== WHAT TO WORK ON ==
Going line by line through the data below, report how many lines include the word "Deferred", with nothing added.

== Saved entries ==

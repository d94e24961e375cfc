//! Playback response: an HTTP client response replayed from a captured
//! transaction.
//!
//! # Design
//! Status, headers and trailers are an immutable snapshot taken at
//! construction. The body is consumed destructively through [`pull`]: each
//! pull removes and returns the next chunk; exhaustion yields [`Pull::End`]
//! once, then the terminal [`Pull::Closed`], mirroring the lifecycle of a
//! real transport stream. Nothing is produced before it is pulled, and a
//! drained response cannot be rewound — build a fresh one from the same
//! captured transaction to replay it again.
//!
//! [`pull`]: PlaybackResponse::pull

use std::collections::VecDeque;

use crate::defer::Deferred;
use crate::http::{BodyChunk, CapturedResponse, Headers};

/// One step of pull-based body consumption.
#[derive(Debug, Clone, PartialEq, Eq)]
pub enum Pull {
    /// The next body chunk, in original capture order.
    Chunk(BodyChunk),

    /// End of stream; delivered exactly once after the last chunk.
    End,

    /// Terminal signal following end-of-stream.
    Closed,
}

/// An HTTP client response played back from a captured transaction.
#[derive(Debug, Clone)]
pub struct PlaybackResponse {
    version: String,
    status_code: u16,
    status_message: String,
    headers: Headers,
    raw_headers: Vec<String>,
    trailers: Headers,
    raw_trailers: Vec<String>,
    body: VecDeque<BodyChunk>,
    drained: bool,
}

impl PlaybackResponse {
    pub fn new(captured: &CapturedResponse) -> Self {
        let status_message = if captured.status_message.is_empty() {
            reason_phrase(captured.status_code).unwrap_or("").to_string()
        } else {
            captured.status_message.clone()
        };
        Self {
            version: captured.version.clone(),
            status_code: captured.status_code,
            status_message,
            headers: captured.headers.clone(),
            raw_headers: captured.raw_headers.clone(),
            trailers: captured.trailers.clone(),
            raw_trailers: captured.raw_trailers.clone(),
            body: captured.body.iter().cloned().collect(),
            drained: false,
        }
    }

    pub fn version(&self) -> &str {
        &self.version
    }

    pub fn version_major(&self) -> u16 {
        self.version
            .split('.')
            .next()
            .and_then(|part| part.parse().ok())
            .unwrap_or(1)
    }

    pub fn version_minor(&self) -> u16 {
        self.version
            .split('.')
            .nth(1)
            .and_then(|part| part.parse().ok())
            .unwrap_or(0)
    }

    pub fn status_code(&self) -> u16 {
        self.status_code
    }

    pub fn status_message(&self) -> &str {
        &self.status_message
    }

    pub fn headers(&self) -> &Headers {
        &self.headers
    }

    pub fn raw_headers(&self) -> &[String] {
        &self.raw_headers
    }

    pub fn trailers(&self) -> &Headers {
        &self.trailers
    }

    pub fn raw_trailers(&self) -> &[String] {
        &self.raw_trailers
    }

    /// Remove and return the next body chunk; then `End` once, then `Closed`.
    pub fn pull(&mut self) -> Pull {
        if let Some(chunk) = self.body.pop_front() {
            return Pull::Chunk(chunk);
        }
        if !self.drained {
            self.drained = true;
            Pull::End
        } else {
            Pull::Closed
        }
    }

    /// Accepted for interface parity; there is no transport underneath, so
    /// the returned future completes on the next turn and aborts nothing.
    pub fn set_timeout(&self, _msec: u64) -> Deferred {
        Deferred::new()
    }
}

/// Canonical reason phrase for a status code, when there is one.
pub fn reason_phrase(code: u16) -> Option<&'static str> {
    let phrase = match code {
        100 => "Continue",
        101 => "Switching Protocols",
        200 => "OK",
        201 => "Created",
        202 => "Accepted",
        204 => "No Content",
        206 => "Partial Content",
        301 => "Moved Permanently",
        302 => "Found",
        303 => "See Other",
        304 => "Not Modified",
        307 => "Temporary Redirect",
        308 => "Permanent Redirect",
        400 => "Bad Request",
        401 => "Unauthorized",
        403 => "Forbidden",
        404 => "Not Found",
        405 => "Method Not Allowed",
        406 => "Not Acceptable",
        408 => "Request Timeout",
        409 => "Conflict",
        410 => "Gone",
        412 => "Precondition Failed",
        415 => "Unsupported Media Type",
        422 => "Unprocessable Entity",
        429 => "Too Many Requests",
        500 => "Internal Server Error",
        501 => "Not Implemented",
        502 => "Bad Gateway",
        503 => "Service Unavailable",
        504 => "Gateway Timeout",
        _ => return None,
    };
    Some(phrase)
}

==

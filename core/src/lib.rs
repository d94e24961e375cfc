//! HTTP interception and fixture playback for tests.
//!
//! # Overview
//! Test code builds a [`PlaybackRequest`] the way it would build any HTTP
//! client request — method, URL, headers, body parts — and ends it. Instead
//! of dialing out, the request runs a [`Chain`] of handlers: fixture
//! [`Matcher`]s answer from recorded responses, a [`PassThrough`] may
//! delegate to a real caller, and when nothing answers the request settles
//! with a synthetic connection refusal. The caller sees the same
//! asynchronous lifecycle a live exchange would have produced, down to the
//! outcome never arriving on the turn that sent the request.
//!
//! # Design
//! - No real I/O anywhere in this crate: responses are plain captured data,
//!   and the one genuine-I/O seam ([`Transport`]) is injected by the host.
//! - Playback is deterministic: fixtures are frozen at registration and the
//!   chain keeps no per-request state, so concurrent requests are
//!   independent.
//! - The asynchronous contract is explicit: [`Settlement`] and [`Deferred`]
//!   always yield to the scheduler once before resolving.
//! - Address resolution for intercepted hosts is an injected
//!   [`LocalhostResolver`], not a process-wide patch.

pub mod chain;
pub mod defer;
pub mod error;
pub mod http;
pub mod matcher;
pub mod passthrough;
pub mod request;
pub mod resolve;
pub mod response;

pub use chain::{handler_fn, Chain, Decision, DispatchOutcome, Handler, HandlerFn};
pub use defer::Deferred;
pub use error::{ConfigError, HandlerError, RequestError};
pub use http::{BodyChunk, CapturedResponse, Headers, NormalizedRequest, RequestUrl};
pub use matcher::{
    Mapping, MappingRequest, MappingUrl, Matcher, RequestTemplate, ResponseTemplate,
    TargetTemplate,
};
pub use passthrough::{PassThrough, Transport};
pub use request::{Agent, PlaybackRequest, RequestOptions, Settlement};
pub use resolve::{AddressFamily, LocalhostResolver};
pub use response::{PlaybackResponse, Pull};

== SOLUTION TO THE PROBLEM ==
5